▶ [Problem statement]:
Once the line with "sessions.wait();" is found in the entries below, print it and each following line exactly, stopping after the line with "let prepared = stream"; print nothing else.

(Saved data entries)
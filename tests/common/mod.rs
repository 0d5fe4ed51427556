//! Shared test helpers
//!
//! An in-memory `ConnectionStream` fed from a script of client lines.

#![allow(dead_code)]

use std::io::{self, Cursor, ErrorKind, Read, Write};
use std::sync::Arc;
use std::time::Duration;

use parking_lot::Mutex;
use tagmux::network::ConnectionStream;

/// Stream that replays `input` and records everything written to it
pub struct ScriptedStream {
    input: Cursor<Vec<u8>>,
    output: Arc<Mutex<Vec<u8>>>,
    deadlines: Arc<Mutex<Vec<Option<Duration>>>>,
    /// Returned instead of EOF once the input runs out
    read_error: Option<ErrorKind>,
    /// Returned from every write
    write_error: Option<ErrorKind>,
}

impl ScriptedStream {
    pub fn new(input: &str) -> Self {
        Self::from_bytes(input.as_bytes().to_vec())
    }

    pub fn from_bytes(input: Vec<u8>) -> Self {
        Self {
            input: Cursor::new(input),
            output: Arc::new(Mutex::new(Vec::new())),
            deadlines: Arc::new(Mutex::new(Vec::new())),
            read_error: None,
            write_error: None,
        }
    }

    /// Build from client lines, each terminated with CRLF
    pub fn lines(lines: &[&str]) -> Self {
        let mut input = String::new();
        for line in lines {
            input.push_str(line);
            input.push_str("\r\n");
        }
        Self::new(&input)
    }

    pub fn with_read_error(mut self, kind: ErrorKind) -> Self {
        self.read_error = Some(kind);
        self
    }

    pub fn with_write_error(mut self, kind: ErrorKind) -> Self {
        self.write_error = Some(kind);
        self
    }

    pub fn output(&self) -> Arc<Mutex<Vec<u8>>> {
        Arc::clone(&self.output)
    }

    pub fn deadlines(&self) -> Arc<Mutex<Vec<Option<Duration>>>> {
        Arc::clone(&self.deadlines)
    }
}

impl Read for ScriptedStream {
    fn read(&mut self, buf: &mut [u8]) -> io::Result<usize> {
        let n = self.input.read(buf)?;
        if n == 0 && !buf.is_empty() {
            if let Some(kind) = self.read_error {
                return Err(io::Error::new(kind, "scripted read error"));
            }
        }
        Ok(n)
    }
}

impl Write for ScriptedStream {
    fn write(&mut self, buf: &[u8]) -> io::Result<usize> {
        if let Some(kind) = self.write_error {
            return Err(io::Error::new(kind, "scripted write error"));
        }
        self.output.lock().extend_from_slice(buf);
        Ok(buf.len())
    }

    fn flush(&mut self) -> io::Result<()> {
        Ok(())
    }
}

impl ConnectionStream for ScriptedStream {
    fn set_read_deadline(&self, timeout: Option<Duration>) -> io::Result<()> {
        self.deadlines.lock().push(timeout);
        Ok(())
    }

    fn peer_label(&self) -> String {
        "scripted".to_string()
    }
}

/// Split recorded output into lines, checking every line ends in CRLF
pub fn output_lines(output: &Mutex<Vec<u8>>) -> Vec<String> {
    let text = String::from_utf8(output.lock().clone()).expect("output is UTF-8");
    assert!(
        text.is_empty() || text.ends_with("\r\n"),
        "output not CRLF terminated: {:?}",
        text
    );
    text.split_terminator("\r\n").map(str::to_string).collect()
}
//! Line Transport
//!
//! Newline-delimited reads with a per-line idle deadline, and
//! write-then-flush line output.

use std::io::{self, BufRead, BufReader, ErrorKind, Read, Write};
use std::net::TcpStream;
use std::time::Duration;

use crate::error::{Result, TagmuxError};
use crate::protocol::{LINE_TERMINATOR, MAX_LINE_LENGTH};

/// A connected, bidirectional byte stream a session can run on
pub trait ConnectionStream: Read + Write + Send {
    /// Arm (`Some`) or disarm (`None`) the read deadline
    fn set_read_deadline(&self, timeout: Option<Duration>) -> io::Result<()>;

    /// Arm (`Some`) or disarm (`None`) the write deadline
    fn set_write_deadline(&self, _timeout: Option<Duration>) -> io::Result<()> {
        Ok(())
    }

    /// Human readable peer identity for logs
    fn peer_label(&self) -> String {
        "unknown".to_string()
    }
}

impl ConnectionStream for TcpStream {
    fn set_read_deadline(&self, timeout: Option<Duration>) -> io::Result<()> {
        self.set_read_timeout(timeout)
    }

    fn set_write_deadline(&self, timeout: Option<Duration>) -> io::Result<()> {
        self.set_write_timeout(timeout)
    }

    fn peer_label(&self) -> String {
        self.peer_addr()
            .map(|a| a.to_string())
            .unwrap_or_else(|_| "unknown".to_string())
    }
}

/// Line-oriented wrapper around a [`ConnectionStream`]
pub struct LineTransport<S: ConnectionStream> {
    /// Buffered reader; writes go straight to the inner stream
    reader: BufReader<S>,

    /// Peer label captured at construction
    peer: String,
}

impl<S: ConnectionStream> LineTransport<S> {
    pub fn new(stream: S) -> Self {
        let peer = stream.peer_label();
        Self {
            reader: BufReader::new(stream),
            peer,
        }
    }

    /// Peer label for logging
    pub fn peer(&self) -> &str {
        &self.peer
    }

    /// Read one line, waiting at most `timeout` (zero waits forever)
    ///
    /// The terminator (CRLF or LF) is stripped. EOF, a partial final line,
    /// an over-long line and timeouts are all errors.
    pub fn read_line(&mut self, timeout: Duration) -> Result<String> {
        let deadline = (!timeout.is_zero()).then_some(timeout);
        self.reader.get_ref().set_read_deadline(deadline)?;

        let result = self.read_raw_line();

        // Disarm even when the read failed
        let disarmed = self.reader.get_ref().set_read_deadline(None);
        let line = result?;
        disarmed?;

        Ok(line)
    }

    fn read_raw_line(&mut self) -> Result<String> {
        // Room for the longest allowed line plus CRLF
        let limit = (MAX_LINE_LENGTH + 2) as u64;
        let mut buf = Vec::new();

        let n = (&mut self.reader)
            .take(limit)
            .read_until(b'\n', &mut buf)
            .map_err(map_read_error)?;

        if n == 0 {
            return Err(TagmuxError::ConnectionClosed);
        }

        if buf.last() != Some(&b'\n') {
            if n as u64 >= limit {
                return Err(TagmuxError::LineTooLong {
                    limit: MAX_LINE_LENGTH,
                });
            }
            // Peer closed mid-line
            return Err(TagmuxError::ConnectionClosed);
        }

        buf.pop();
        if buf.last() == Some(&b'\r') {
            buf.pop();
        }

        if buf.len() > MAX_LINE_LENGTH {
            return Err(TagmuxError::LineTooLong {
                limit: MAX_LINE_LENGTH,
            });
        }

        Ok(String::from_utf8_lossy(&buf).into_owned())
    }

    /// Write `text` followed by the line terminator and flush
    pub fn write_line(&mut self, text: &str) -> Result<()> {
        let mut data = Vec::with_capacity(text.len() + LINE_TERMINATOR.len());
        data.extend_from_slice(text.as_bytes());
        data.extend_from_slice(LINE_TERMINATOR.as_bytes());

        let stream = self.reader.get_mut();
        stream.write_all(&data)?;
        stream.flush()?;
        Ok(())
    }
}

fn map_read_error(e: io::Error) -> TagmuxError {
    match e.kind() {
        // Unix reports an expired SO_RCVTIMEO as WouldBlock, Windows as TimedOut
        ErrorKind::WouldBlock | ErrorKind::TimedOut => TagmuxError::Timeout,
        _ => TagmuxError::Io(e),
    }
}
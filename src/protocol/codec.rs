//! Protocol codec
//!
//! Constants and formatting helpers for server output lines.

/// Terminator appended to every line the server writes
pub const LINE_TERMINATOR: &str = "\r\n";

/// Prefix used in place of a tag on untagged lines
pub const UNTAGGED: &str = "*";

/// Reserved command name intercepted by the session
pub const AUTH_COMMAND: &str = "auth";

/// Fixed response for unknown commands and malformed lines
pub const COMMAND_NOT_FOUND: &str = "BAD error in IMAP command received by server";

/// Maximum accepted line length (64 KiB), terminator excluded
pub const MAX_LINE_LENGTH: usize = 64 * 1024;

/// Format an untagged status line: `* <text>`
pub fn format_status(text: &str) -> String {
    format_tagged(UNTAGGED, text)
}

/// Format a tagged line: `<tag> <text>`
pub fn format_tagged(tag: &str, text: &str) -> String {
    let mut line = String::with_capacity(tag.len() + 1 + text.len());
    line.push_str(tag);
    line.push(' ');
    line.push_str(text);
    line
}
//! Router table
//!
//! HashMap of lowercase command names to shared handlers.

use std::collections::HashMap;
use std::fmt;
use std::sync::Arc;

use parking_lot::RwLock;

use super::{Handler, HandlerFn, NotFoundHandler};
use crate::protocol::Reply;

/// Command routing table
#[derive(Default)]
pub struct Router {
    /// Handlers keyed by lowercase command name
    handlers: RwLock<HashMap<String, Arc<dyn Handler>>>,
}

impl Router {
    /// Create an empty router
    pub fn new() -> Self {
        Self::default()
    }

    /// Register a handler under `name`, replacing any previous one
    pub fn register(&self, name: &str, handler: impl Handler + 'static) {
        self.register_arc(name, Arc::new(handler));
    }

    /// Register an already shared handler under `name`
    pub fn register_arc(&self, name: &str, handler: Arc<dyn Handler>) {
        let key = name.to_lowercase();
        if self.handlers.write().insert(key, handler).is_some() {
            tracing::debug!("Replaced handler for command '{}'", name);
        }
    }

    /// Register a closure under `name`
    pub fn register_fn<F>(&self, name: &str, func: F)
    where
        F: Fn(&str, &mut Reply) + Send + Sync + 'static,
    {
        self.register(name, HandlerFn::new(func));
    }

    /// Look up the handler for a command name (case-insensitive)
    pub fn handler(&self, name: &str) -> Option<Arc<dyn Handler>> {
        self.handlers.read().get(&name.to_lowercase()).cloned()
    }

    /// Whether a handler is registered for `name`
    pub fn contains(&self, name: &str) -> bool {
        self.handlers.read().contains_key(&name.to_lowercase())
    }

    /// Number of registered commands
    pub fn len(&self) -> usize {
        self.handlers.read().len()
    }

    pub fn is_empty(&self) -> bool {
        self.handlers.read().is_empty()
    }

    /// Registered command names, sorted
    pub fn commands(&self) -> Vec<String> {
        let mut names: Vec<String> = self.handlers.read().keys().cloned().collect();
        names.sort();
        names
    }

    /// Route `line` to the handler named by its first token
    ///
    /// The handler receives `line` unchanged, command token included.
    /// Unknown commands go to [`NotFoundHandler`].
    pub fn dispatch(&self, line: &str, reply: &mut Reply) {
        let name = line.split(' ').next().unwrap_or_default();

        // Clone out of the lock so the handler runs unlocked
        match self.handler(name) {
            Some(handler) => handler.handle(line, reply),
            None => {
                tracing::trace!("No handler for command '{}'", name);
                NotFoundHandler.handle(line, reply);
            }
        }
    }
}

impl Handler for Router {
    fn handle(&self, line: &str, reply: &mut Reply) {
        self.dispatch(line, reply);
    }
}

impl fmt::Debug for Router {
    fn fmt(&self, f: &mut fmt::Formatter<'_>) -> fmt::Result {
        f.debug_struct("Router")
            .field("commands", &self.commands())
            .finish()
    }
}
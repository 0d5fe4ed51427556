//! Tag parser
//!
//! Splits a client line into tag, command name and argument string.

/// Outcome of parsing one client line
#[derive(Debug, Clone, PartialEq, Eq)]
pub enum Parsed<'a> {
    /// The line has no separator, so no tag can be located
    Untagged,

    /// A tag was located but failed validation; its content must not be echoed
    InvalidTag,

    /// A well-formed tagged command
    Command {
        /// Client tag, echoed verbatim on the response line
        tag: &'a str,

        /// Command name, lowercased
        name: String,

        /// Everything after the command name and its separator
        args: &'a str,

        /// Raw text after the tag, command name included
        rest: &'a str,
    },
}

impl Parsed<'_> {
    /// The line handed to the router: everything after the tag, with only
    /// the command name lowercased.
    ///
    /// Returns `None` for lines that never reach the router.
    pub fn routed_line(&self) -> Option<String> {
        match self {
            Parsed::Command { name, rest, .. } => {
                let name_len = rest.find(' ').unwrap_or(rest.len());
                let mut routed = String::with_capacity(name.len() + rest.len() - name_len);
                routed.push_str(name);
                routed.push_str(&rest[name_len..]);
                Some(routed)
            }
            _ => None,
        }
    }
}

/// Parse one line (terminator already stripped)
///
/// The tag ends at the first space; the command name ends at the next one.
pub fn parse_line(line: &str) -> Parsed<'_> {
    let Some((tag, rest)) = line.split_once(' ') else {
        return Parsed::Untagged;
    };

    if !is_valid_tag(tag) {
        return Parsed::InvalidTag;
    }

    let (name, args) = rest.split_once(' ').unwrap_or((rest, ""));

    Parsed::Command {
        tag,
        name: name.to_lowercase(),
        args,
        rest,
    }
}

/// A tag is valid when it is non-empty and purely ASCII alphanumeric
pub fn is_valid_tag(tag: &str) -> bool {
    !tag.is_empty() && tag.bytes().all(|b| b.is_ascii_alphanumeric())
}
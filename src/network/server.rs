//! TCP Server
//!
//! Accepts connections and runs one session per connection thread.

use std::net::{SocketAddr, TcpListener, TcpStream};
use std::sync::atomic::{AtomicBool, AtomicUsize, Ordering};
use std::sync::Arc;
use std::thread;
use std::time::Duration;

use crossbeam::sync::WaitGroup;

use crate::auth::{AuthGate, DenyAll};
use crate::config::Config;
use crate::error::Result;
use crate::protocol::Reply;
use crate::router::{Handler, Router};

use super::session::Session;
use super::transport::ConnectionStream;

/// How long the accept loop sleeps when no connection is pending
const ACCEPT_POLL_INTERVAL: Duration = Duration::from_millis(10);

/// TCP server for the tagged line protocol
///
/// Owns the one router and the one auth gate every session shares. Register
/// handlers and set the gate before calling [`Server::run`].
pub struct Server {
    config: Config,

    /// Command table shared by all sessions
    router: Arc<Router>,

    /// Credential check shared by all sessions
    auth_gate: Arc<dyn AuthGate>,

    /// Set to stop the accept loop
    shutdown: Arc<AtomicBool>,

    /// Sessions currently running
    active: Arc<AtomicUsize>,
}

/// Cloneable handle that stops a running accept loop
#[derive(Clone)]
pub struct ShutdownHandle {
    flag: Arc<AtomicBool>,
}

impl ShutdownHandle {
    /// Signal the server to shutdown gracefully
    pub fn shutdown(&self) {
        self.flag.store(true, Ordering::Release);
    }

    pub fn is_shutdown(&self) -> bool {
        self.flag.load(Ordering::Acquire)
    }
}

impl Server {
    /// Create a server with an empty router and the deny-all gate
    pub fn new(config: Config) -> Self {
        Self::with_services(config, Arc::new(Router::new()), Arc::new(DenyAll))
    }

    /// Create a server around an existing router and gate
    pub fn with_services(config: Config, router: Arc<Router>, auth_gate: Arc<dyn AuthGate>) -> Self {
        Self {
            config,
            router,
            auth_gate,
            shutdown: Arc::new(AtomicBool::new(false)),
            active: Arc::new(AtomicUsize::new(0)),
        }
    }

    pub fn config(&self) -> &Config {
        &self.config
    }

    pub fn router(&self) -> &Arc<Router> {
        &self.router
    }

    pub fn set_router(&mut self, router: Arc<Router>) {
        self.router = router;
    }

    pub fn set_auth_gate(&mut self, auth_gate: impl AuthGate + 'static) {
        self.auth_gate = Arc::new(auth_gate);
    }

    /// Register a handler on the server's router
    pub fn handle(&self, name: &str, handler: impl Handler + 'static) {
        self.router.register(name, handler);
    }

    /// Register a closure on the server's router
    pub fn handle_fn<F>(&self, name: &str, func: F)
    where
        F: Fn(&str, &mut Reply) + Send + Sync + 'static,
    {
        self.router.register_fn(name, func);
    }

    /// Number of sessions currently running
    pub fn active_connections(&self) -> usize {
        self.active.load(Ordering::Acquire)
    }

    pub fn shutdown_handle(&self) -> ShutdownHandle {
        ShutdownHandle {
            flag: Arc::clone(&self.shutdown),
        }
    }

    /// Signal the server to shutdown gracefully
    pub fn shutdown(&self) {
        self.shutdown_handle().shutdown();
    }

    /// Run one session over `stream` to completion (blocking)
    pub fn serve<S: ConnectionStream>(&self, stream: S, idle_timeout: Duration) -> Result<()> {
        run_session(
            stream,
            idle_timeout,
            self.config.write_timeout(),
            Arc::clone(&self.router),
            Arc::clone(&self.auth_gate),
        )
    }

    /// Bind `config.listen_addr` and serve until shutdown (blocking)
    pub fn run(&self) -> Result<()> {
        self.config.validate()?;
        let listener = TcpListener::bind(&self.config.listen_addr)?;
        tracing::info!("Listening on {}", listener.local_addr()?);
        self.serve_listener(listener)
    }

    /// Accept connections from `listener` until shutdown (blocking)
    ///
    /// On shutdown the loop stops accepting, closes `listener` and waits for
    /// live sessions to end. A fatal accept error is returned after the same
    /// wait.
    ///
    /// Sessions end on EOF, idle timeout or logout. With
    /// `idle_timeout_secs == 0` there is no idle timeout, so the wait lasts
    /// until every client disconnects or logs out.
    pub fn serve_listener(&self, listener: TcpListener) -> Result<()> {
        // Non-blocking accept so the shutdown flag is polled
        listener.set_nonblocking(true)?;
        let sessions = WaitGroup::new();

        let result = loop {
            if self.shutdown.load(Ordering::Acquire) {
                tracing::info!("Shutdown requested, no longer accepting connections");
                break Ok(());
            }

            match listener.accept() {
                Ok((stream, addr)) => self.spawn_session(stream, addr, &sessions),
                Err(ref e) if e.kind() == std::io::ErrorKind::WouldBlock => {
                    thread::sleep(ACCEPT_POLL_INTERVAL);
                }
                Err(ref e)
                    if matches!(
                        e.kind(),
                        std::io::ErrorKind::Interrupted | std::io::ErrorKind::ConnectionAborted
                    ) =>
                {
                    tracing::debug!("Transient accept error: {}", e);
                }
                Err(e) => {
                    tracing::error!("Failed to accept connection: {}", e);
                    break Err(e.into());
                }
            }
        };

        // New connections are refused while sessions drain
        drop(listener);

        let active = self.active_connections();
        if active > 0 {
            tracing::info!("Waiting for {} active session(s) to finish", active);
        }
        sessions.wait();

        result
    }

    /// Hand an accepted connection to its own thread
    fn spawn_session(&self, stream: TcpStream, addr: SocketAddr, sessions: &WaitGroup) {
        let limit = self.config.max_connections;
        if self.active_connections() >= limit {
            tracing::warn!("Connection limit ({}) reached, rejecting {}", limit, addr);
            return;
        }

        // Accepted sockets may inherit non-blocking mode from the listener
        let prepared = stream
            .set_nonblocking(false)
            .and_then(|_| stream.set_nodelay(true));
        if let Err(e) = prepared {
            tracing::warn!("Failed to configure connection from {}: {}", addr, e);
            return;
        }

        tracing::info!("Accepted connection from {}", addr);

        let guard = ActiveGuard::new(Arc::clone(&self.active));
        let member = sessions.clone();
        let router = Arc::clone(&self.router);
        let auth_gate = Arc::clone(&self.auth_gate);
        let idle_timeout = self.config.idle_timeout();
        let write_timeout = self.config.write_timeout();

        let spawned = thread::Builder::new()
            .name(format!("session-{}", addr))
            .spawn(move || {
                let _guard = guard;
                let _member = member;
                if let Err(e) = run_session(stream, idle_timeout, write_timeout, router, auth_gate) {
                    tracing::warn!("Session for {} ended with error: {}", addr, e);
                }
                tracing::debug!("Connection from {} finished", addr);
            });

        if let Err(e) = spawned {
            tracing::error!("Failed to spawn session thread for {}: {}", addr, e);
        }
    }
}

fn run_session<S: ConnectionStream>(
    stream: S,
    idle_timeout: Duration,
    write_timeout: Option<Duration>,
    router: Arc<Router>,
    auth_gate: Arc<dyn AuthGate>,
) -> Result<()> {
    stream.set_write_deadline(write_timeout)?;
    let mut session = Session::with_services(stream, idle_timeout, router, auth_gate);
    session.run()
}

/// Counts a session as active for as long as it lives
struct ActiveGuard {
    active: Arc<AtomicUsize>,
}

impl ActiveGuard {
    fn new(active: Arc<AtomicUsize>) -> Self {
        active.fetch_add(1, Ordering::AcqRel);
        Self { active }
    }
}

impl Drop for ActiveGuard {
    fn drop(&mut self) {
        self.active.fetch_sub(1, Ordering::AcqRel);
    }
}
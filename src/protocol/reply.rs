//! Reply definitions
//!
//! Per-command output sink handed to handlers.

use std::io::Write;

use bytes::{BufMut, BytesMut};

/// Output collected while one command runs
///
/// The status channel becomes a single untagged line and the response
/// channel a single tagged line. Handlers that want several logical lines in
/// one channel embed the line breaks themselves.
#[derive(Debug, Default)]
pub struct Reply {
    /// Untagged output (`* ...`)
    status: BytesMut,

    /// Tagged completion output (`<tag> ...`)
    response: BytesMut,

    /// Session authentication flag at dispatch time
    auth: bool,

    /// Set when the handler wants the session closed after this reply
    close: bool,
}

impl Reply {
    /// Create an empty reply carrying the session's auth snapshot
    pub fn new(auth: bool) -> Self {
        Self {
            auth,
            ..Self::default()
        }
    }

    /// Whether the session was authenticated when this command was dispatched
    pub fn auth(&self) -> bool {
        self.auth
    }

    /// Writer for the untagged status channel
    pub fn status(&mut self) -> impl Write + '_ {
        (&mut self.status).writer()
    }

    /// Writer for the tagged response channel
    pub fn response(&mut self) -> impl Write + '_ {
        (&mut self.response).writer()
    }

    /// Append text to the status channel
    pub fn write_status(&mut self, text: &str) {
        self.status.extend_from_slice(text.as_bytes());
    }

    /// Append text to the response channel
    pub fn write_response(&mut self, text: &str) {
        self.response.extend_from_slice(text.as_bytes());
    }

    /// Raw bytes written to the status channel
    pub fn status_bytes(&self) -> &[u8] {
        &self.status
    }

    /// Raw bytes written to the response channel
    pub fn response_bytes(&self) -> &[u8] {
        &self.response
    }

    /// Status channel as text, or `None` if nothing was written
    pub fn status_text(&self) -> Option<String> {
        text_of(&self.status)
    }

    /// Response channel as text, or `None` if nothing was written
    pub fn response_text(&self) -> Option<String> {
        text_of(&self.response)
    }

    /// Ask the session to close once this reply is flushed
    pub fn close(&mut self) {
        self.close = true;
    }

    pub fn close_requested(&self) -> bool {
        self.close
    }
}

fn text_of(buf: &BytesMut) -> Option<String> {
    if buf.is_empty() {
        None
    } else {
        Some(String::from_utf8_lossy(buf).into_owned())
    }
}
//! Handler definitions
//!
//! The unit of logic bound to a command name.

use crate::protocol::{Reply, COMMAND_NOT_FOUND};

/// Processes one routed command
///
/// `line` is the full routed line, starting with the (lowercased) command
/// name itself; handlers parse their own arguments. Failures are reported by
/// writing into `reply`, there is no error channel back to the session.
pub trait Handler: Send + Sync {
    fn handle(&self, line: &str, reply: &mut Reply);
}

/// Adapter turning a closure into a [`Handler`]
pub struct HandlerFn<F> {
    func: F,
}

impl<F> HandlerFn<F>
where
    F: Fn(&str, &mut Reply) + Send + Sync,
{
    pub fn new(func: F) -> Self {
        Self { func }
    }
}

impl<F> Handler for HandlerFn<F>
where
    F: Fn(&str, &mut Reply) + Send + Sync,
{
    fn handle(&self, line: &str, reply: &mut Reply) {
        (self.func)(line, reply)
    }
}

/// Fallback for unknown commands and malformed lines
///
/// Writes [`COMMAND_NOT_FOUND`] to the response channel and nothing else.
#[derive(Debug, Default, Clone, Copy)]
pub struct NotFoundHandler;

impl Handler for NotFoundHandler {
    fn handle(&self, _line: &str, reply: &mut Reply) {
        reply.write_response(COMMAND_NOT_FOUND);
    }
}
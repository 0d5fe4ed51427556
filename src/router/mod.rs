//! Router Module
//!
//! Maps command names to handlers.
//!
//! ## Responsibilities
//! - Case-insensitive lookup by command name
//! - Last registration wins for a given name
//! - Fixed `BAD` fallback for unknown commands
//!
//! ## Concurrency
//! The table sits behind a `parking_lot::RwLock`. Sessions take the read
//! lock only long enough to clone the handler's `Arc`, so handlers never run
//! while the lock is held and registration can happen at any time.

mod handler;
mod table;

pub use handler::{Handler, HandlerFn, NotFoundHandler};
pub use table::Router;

▶ [Response to the exercise]:
        sessions.wait();

        result
    }

    /// Hand an accepted connection to its own thread
    fn spawn_session(&self, stream: TcpStream, addr: SocketAddr, sessions: &WaitGroup) {
        let limit = self.config.max_connections;
        if self.active_connections() >= limit {
            tracing::warn!("Connection limit ({}) reached, rejecting {}", limit, addr);
            return;
        }

        // Accepted sockets may inherit non-blocking mode from the listener
        let prepared = stream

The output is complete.